La exageración es cómica y contradictoria. Convertirse en un profesional del vino es traicionar el hecho mismo de estar curado, pero muestra bien el sentido denso que tiene la embriaguez en este libro. Tal como este chamán del copete recupera parte de su dignidad dedicándole sus mejores horas al vino, todas las sustancias que los personajes de este libro se echan encima terminan cumpliendo una función mucho más sublime que terrenal, una labor más antropológica que química. “¿Has visto a un dios morir?”, probablemente el mejor cuento del libro, relata la elevación producida por el ñache, una droga ficticia (hasta donde sé) en cuyo nombre hay hebras arcaicas, rurales y modernas. La del ñache será, por cierto, una experiencia muy compleja en términos culturales.
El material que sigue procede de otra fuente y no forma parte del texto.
//! Coordinate utilities
//!
//! Degree/radian conversion and the spherical-to-Cartesian mapping shared by
//! every consumer that places a point on the rendered globe.

use bevy::math::{DVec3, Vec3};
use std::f64::consts::PI;

/// Radius of the rendered globe in world units.
pub const DEFAULT_GLOBE_RADIUS: f64 = 100.0;

pub fn degrees_to_radians(deg: f64) -> f64 {
    deg * (PI / 180.0)
}

pub fn radians_to_degrees(rad: f64) -> f64 {
    rad * (180.0 / PI)
}

/// Map a latitude/longitude in degrees onto a sphere of `radius`.
///
/// Polar angle is measured from +Y (latitude 90 is "up") and the azimuth is
/// offset by 180 degrees so longitude 0 faces the reference meridian of the
/// globe texture. Any renderer placing geometry on the globe must use this
/// exact mapping.
///
/// Inputs are not range-checked; out-of-range values still produce a point.
pub fn to_cartesian(lat: f64, lng: f64, radius: f64) -> DVec3 {
    let phi = degrees_to_radians(90.0 - lat);
    let theta = degrees_to_radians(lng + 180.0);

    let x = -radius * phi.sin() * theta.cos();
    let y = radius * phi.cos();
    let z = radius * phi.sin() * theta.sin();
    DVec3::new(x, y, z)
}

/// Same mapping as [`to_cartesian`], narrowed to the f32 Bevy render space.
pub fn to_render_vec3(lat: f64, lng: f64, radius: f64) -> Vec3 {
    to_cartesian(lat, lng, radius).as_vec3()
}

#[cfg(test)]
mod tests {
    use super::*;

    const EPSILON: f64 = 1e-9;

    #[test]
    fn test_degrees_to_radians_known_values() {
        assert!((degrees_to_radians(180.0) - PI).abs() < EPSILON);
        assert!((degrees_to_radians(90.0) - PI / 2.0).abs() < EPSILON);
        assert!((degrees_to_radians(-45.0) + PI / 4.0).abs() < EPSILON);
        assert_eq!(degrees_to_radians(0.0), 0.0);
    }

    #[test]
    fn test_radians_to_degrees_known_values() {
        assert!((radians_to_degrees(PI) - 180.0).abs() < EPSILON);
        assert!((radians_to_degrees(-PI / 2.0) + 90.0).abs() < EPSILON);
    }

    #[test]
    fn test_angle_roundtrip() {
        for &x in &[0.0, 1.0, -1.0, 45.5, -179.99, 360.0, 1234.5678, -98765.4321] {
            let back = degrees_to_radians(radians_to_degrees(x));
            assert!((back - x).abs() < EPSILON * x.abs().max(1.0));
            let back = radians_to_degrees(degrees_to_radians(x));
            assert!((back - x).abs() < EPSILON * x.abs().max(1.0));
        }
    }

    #[test]
    fn test_to_cartesian_north_pole_is_up() {
        let p = to_cartesian(90.0, 0.0, DEFAULT_GLOBE_RADIUS);
        assert!((p.y - DEFAULT_GLOBE_RADIUS).abs() < EPSILON);
        assert!(p.x.abs() < EPSILON);
        assert!(p.z.abs() < EPSILON);
    }

    #[test]
    fn test_to_cartesian_south_pole_is_down() {
        let p = to_cartesian(-90.0, 42.0, 1.0);
        assert!((p.y + 1.0).abs() < EPSILON);
    }

    #[test]
    fn test_to_cartesian_prime_meridian_equator() {
        // theta = 180 deg -> x = -r * 1 * -1 = r
        let p = to_cartesian(0.0, 0.0, 100.0);
        assert!((p.x - 100.0).abs() < EPSILON);
        assert!(p.y.abs() < EPSILON);
        assert!(p.z.abs() < EPSILON);
    }

    #[test]
    fn test_to_cartesian_ninety_east() {
        // theta = 270 deg -> z = r * sin(270) = -r
        let p = to_cartesian(0.0, 90.0, 100.0);
        assert!(p.x.abs() < EPSILON);
        assert!((p.z + 100.0).abs() < EPSILON);
    }

    #[test]
    fn test_to_cartesian_lies_on_sphere() {
        for &(lat, lng) in &[(19.4326, -99.1332), (35.6762, 139.6503), (-33.8688, 151.2093)] {
            let p = to_cartesian(lat, lng, 6371.0);
            assert!((p.length() - 6371.0).abs() < 1e-6);
        }
    }

    #[test]
    fn test_to_cartesian_antimeridian_continuity() {
        let east = to_cartesian(10.0, 180.0, 1.0);
        let west = to_cartesian(10.0, -180.0, 1.0);
        assert!((east - west).length() < EPSILON);
    }

    #[test]
    fn test_to_cartesian_out_of_range_is_finite() {
        let p = to_cartesian(120.0, 540.0, 1.0);
        assert!(p.is_finite());
        assert!((p.length() - 1.0).abs() < EPSILON);
    }

    #[test]
    fn test_to_render_vec3_matches_f64() {
        let d = to_cartesian(48.8566, 2.3522, DEFAULT_GLOBE_RADIUS);
        let f = to_render_vec3(48.8566, 2.3522, DEFAULT_GLOBE_RADIUS);
        assert!((f.x as f64 - d.x).abs() < 1e-4);
        assert!((f.y as f64 - d.y).abs() < 1e-4);
        assert!((f.z as f64 - d.z).abs() < 1e-4);
    }
}
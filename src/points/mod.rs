//! Point management module
//!
//! Owns the authoritative ordered list of points and turns location queries
//! into points through a [`LocationResolver`].

use bevy::prelude::*;

pub mod resolver;
pub mod store;
pub mod systems;

pub use resolver::{GazetteerResolver, LocationResolver, ResolvedLocation, Resolver};
pub use store::PointStore;
pub use systems::{AddLocation, InitialQueries, RemovePoint};

/// Plugin for point bookkeeping
pub struct PointsPlugin;

impl Plugin for PointsPlugin {
    fn build(&self, app: &mut App) {
        app.init_resource::<PointStore>()
            .init_resource::<Resolver>()
            .init_resource::<InitialQueries>()
            .add_message::<AddLocation>()
            .add_message::<RemovePoint>()
            .add_systems(Startup, systems::queue_initial_queries)
            .add_systems(
                Update,
                (
                    systems::resolve_location_requests,
                    systems::apply_point_removals.after(systems::resolve_location_requests),
                ),
            );
    }
}
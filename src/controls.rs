//! Keyboard controls
//!
//! - `M` cycle connection mode
//! - `C` toggle arc/straight connections
//! - `Backspace` remove the most recent point
//! - `Delete` remove all points
//! - `D` log the distance of every connection

use bevy::prelude::*;

use crate::points::systems::apply_point_removals;
use crate::points::{PointStore, RemovePoint};
use crate::topology::{ConnectionSettings, DerivedTopology, recompute_topology_system};

pub struct ControlsPlugin;

impl Plugin for ControlsPlugin {
    fn build(&self, app: &mut App) {
        app.add_systems(
            Update,
            (
                keyboard_controls_system.before(apply_point_removals),
                log_distances_system.after(recompute_topology_system),
            ),
        );
    }
}

pub fn keyboard_controls_system(
    input: Res<ButtonInput<KeyCode>>,
    mut settings: ResMut<ConnectionSettings>,
    store: Res<PointStore>,
    mut removals: MessageWriter<RemovePoint>,
) {
    if input.just_pressed(KeyCode::KeyM) {
        settings.mode = settings.mode.next();
        info!("Connection mode: {}", settings.mode.label());
    }
    if input.just_pressed(KeyCode::KeyC) {
        settings.style = settings.style.toggled();
        info!("Connection style: {:?}", settings.style);
    }
    if input.just_pressed(KeyCode::Backspace)
        && let Some(last) = store.points().last()
    {
        removals.write(RemovePoint(last.id));
    }
    if input.just_pressed(KeyCode::Delete) {
        for point in store.points() {
            removals.write(RemovePoint(point.id));
        }
    }
}

pub fn log_distances_system(input: Res<ButtonInput<KeyCode>>, derived: Res<DerivedTopology>) {
    if !input.just_pressed(KeyCode::KeyD) {
        return;
    }
    if derived.connections.is_empty() {
        info!("No connections");
        return;
    }
    for (pair, km) in derived.connections.iter().zip(&derived.distances_km) {
        info!("{} -> {}: {:.0} km", pair.from.name(), pair.to.name(), km);
    }
    info!("Total: {:.0} km", derived.total_distance_km());
}

#[cfg(test)]
mod tests {
    use super::*;
    use crate::core::topology::ConnectionMode;
    use crate::points::PointsPlugin;
    use crate::topology::{ConnectionStyle, TopologyPlugin};

    fn test_app() -> App {
        let mut app = App::new();
        app.init_resource::<ButtonInput<KeyCode>>()
            .add_plugins((PointsPlugin, TopologyPlugin, ControlsPlugin));
        app
    }

    fn press(app: &mut App, key: KeyCode) {
        let mut input = app.world_mut().resource_mut::<ButtonInput<KeyCode>>();
        input.clear();
        input.release_all();
        input.press(key);
    }

    #[test]
    fn test_mode_key_cycles_mode() {
        let mut app = test_app();
        press(&mut app, KeyCode::KeyM);
        app.update();
        assert_eq!(
            app.world().resource::<ConnectionSettings>().mode,
            ConnectionMode::Mesh
        );
    }

    #[test]
    fn test_style_key_toggles_style() {
        let mut app = test_app();
        press(&mut app, KeyCode::KeyC);
        app.update();
        assert_eq!(
            app.world().resource::<ConnectionSettings>().style,
            ConnectionStyle::Straight
        );
    }

    #[test]
    fn test_backspace_removes_last_point() {
        let mut app = test_app();
        {
            let mut store = app.world_mut().resource_mut::<PointStore>();
            store.add("first", 0.0, 0.0).unwrap();
            store.add("second", 1.0, 1.0).unwrap();
        }
        press(&mut app, KeyCode::Backspace);
        app.update();

        let store = app.world().resource::<PointStore>();
        assert_eq!(store.len(), 1);
        assert_eq!(store.points()[0].name, "first");
    }

    #[test]
    fn test_backspace_on_consecutive_frames_removes_distinct_points() {
        let mut app = test_app();
        {
            let mut store = app.world_mut().resource_mut::<PointStore>();
            for name in ["a", "b", "c"] {
                store.add(name, 0.0, 0.0).unwrap();
            }
        }
        press(&mut app, KeyCode::Backspace);
        app.update();
        press(&mut app, KeyCode::Backspace);
        app.update();

        let store = app.world().resource::<PointStore>();
        let names: Vec<&str> = store.points().iter().map(|p| p.name.as_str()).collect();
        assert_eq!(names, vec!["a"]);
    }

    #[test]
    fn test_delete_clears_points() {
        let mut app = test_app();
        {
            let mut store = app.world_mut().resource_mut::<PointStore>();
            for i in 0..3 {
                store.add(format!("p{i}"), 0.0, 0.0).unwrap();
            }
        }
        press(&mut app, KeyCode::Delete);
        app.update();
        app.world_mut()
            .resource_mut::<ButtonInput<KeyCode>>()
            .clear();
        app.update();
        assert!(app.world().resource::<PointStore>().is_empty());
    }
}
//! Geographic point records supplied by the point store

use serde::{Deserialize, Serialize};
use std::fmt;

/// Opaque, store-assigned point identity.
#[derive(Debug, Clone, Copy, PartialEq, Eq, Hash, PartialOrd, Ord, Serialize, Deserialize)]
pub struct PointId(pub u64);

impl fmt::Display for PointId {
    fn fmt(&self, f: &mut fmt::Formatter<'_>) -> fmt::Result {
        write!(f, "#{}", self.0)
    }
}

/// Display colour token. The math never interprets it; renderers parse it as hex.
#[derive(Debug, Clone, PartialEq, Eq, Hash, Serialize, Deserialize)]
pub struct PointColor(pub String);

impl PointColor {
    pub fn new(token: impl Into<String>) -> Self {
        Self(token.into())
    }

    pub fn as_str(&self) -> &str {
        &self.0
    }
}

#[derive(Debug, Clone, PartialEq, Serialize, Deserialize)]
pub struct GeoPoint {
    pub id: PointId,
    pub name: String,
    /// Degrees, [-90, 90]
    pub latitude: f64,
    /// Degrees, [-180, 180]
    pub longitude: f64,
    pub color: PointColor,
}

impl GeoPoint {
    /// Range check applied by the point store before a point is accepted.
    pub fn validate(&self) -> Result<(), PointError> {
        if self.name.trim().is_empty() {
            return Err(PointError::EmptyName);
        }
        if !(-90.0..=90.0).contains(&self.latitude) {
            return Err(PointError::LatitudeOutOfRange(self.latitude));
        }
        if !(-180.0..=180.0).contains(&self.longitude) {
            return Err(PointError::LongitudeOutOfRange(self.longitude));
        }
        Ok(())
    }
}

#[derive(Debug, Clone, PartialEq)]
pub enum PointError {
    EmptyName,
    LatitudeOutOfRange(f64),
    LongitudeOutOfRange(f64),
    UnknownPoint(PointId),
}

impl fmt::Display for PointError {
    fn fmt(&self, f: &mut fmt::Formatter<'_>) -> fmt::Result {
        match self {
            PointError::EmptyName => write!(f, "point name must not be empty"),
            PointError::LatitudeOutOfRange(lat) => write!(f, "Invalid latitude: {lat:?}"),
            PointError::LongitudeOutOfRange(lng) => write!(f, "Invalid longitude: {lng:?}"),
            PointError::UnknownPoint(id) => write!(f, "no point with id {id}"),
        }
    }
}

impl std::error::Error for PointError {}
Es la práctica cotidiana de empinar el codo, pero también la curadera como humilde experiencia espiritual del pobre (algo que Alfonso Alcalde, editado por el propio Cristián Geisse, y Carlos Droguett ya habían mostrado), y junto a ello es el recuerdo de la alucinación ritual precolombina, y quizá también la sociabilidad contemporánea alrededor de la marihuana. Todo eso –pasado y presente, elevado y corriente, teoría y práctica, política y subjetividad– es lo que ocurre cuando estos personajes se curan, todo esto es estar “en el regazo de Belcebú”, como informa el epígrafe del libro.
5. Un estilo reconocible, escrito deliberadamente y deliberadamente oral. Una alegre apuesta por el valor que representa la diferencia del prójimo. Una elaboración densa de la embriaguez como experiencia no de ceguera sino de lucidez. Cada uno de los rasgos de este libro me parece de valor para el tiempo presente. En cuanto al estilo, su oleada de oralidad fecunda la prosa que se escribe actualmente en Chile, condenada a veces a la pura contaminación libresca o literaria. En su dimensión moral, por otro lado, el libro parece alinearse con la narrativa chilena del siglo XX, y esa filiación es un rasgo novedoso para nuestra tradición, tan proclive a negar sus precursores; rasgo también sintomático, como si el libro quisiera indicar que leer a esos autores del pasado fuera una necesidad para el presente. En cuanto a la embriaguez, la elaboración de Geisse quiere pelearle el espacio a los discursos que ven en ella una enfermedad, un delito o una mala costumbre porque, al desplegarse, esos mismos discursos agreden a los sujetos que supuestamente quieren proteger: condenan sus prácticas, su modo de hablar, su modo de ser. Lo más significativo, en todo caso, es que en conjunto los seis cuentos de En el regazo de Belcebú logran hacer aparecer ante nuestros ojos algo nuevo, algo importante: un discurso de clase contemporáneo que ha sido amorosamente elaborado; un discurso de clase estilizado y vuelto literatura. Un discurso de clase, digo, pero me corrijo: el discurso de una clase vuelto literatura.
Geisse Navarro, Cristián. En el regazo de Belcebú. Valparaíso: Perro de puerto, 2011.